Murdoch researchers have said farewell to an old friend, a 20-year-old Little Penguin that has provided them with a wealth of information about the species.
Dr Belinda Cannell of Murdoch University said the penguin had provided herself and the Department of Environment and Conservation (DEC) with a huge amount of information about the life of penguins on land and sea.
“He was really big and very protective and lived a long life, longer than most penguins,” Dr Cannell said.
“Like many other penguins, he was regularly seen nesting on Penguin Island where he raised his own chicks. He contributed so much to his colony.”
Penguins are ideal sentinels of a healthy coastal marine environment as they indicate the health of the local fish stocks that the penguins, larger fish and anglers rely on. They are also sensitive to small shifts in temperature and disturbance.

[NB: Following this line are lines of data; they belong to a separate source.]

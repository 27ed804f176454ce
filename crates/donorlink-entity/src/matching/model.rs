//! Match entity model.

use chrono::{DateTime, Duration, NaiveDate, Utc};
use serde::{Deserialize, Serialize};

use donorlink_core::types::id::{DonationId, MatchId, RequestId, UserId};

use super::party::Party;
use super::status::MatchStatus;

/// Length of the window after a party's own confirmation during which that
/// party may still withdraw or reject.
pub const GRACE_PERIOD_MINUTES: i64 = 120;

/// The grace period as a [`Duration`].
pub fn grace_period() -> Duration {
    Duration::minutes(GRACE_PERIOD_MINUTES)
}

/// A candidate pairing between one donation and one receive-request.
///
/// Identity fields never change after the server creates the record. All
/// lifecycle fields are mutated only through the confirmation protocol or
/// replaced wholesale by a server snapshot.
#[derive(Debug, Clone, PartialEq, Serialize, Deserialize)]
#[serde(rename_all = "camelCase")]
pub struct MatchResult {
    /// Unique match identifier.
    pub match_id: MatchId,
    /// The donation side of the pairing.
    pub donation_id: DonationId,
    /// The receive-request side of the pairing.
    pub request_id: RequestId,
    /// User who offered the donation.
    pub donor_user_id: UserId,
    /// User who filed the request.
    pub recipient_user_id: UserId,
    /// Current protocol status.
    pub status: MatchStatus,

    // -- Confirmation --
    /// Whether the donor currently stands confirmed.
    #[serde(default)]
    pub donor_confirmed: bool,
    /// Whether the recipient currently stands confirmed.
    #[serde(default)]
    pub recipient_confirmed: bool,
    /// When the donor's current confirmation was made.
    #[serde(default, with = "crate::timestamp::optional")]
    pub donor_confirmed_at: Option<DateTime<Utc>>,
    /// When the recipient's current confirmation was made.
    #[serde(default, with = "crate::timestamp::optional")]
    pub recipient_confirmed_at: Option<DateTime<Utc>>,
    /// Who confirmed first, ever. Never cleared.
    #[serde(default)]
    pub first_confirmer: Option<Party>,
    /// When the first confirmation ever happened. Never cleared.
    #[serde(default, with = "crate::timestamp::optional")]
    pub first_confirmed_at: Option<DateTime<Utc>>,

    // -- Withdrawal --
    /// The party that last withdrew.
    #[serde(default)]
    pub withdrawn_by: Option<Party>,
    /// When the last withdrawal happened.
    #[serde(default, with = "crate::timestamp::optional")]
    pub withdrawn_at: Option<DateTime<Utc>>,
    /// Reason given for the last withdrawal.
    #[serde(default)]
    pub withdrawal_reason: Option<String>,

    // -- Rejection --
    /// The party that rejected.
    #[serde(default)]
    pub rejected_by: Option<Party>,
    /// When the rejection happened.
    #[serde(default, with = "crate::timestamp::optional")]
    pub rejected_at: Option<DateTime<Utc>>,
    /// Reason given for the rejection.
    #[serde(default)]
    pub rejection_reason: Option<String>,

    // -- Server-initiated exits --
    /// When the server expired the match.
    #[serde(default, with = "crate::timestamp::optional")]
    pub expired_at: Option<DateTime<Utc>>,
    /// Why the server expired the match.
    #[serde(default)]
    pub expiry_reason: Option<String>,
    /// When the server cancelled the match.
    #[serde(default, with = "crate::timestamp::optional")]
    pub cancelled_at: Option<DateTime<Utc>>,
    /// Why the server cancelled the match.
    #[serde(default)]
    pub cancellation_reason: Option<String>,

    // -- Completion --
    /// When the recipient confirmed completion. Set exactly once.
    #[serde(default, with = "crate::timestamp::optional")]
    pub completed_at: Option<DateTime<Utc>>,
    /// Recipient's completion notes.
    #[serde(default)]
    pub completion_notes: Option<String>,
    /// Date the donation was physically received.
    #[serde(default)]
    pub received_date: Option<NaiveDate>,
    /// Recipient's 1–5 rating.
    #[serde(default)]
    pub rating: Option<u8>,
    /// Hospital where the donation was received.
    #[serde(default)]
    pub hospital_name: Option<String>,

    // -- Server bookkeeping --
    /// Server-computed completion eligibility, when the server sent it.
    #[serde(default)]
    pub can_confirm_completion: Option<bool>,
    /// Server modification stamp, used for last-writer-wins merging.
    #[serde(default, with = "crate::timestamp::optional")]
    pub updated_at: Option<DateTime<Utc>>,
}

impl MatchResult {
    /// A fresh `PENDING` match between the given parties.
    pub fn pending(
        match_id: MatchId,
        donation_id: DonationId,
        request_id: RequestId,
        donor_user_id: UserId,
        recipient_user_id: UserId,
    ) -> Self {
        Self {
            match_id,
            donation_id,
            request_id,
            donor_user_id,
            recipient_user_id,
            status: MatchStatus::Pending,
            donor_confirmed: false,
            recipient_confirmed: false,
            donor_confirmed_at: None,
            recipient_confirmed_at: None,
            first_confirmer: None,
            first_confirmed_at: None,
            withdrawn_by: None,
            withdrawn_at: None,
            withdrawal_reason: None,
            rejected_by: None,
            rejected_at: None,
            rejection_reason: None,
            expired_at: None,
            expiry_reason: None,
            cancelled_at: None,
            cancellation_reason: None,
            completed_at: None,
            completion_notes: None,
            received_date: None,
            rating: None,
            hospital_name: None,
            can_confirm_completion: None,
            updated_at: None,
        }
    }

    /// Both parties currently stand confirmed.
    pub fn is_confirmed(&self) -> bool {
        self.donor_confirmed && self.recipient_confirmed
    }

    /// Whether `party` currently stands confirmed.
    pub fn is_confirmed_by(&self, party: Party) -> bool {
        match party {
            Party::Donor => self.donor_confirmed,
            Party::Recipient => self.recipient_confirmed,
        }
    }

    /// When `party`'s current confirmation was made.
    pub fn confirmed_at(&self, party: Party) -> Option<DateTime<Utc>> {
        match party {
            Party::Donor => self.donor_confirmed_at,
            Party::Recipient => self.recipient_confirmed_at,
        }
    }

    /// User id on the given side.
    pub fn user_id_of(&self, party: Party) -> UserId {
        match party {
            Party::Donor => self.donor_user_id,
            Party::Recipient => self.recipient_user_id,
        }
    }

    /// End of `party`'s grace window, if `party` is confirmed.
    pub fn grace_deadline(&self, party: Party) -> Option<DateTime<Utc>> {
        self.confirmed_at(party).map(|at| at + grace_period())
    }

    /// Whether `party`'s grace window is open at `now`.
    ///
    /// The window is half-open: exactly two hours after confirmation it is
    /// already closed.
    pub fn within_grace(&self, party: Party, now: DateTime<Utc>) -> bool {
        self.grace_deadline(party)
            .map(|deadline| now < deadline)
            .unwrap_or(false)
    }

    /// Time left in `party`'s grace window; `None` when closed or unconfirmed.
    pub fn grace_remaining(&self, party: Party, now: DateTime<Utc>) -> Option<Duration> {
        self.grace_deadline(party)
            .map(|deadline| deadline - now)
            .filter(|left| *left > Duration::zero())
    }

    /// Parties whose confirmation is still outstanding on an open match.
    pub fn awaiting(&self) -> Vec<Party> {
        if self.status.is_terminal() {
            return Vec::new();
        }
        [Party::Donor, Party::Recipient]
            .into_iter()
            .filter(|p| !self.is_confirmed_by(*p))
            .collect()
    }

    /// Set or clear `party`'s confirmation flag and timestamp together.
    pub fn set_confirmation(&mut self, party: Party, at: Option<DateTime<Utc>>) {
        match party {
            Party::Donor => {
                self.donor_confirmed = at.is_some();
                self.donor_confirmed_at = at;
            }
            Party::Recipient => {
                self.recipient_confirmed = at.is_some();
                self.recipient_confirmed_at = at;
            }
        }
    }
}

“Through years of tracking the penguins, we now understand a lot more about the colony and the ever changing environment and pressures that penguins are facing,” Dr Cannell said.
“Some are natural changes which drive variation in the availability of fish that penguins rely on to raise chicks, while others are the result of our activity, both locally and globally.”
In the last 20 years visitors to Penguins Island have approximately doubled with more boats, kitesurfers, windsurfers and jet skis found in the local waters where Little Penguins feed.
“Penguins are largely shallow water divers and are vulnerable to injuries and deaths from water craft,” Dr Cannell said.
“Penguins are also affected by coastal development, pollution and fishing.
“We need to manage all these pressures to give penguins a chance to survive larger scale issues such as changes in fish stocks and climate changes like warmer summers, warmer oceans, increasing sea levels, more storms and less rain.”
Alongside its management of Penguin Island, the DEC has implemented the Western Australian Marine Monitoring Program to understand ongoing issues faced by penguins and other assets we have off our coast.
DEC’s Dr Kim Friedman, who coordinates this program, and Dr Cannell have defined what needs to be measured through time to understand critical changes to penguins.
Dr Cannell said more needs to be done for the Little Penguins. “We need a systematic program for finding and assessing injured and dead penguins along our wider coastline,” she said.
“We also need to know how far from the colony the penguins are feeding and how this relates to changes in their diet.”
Assistance and funding from industry, government and the community is needed to support this research.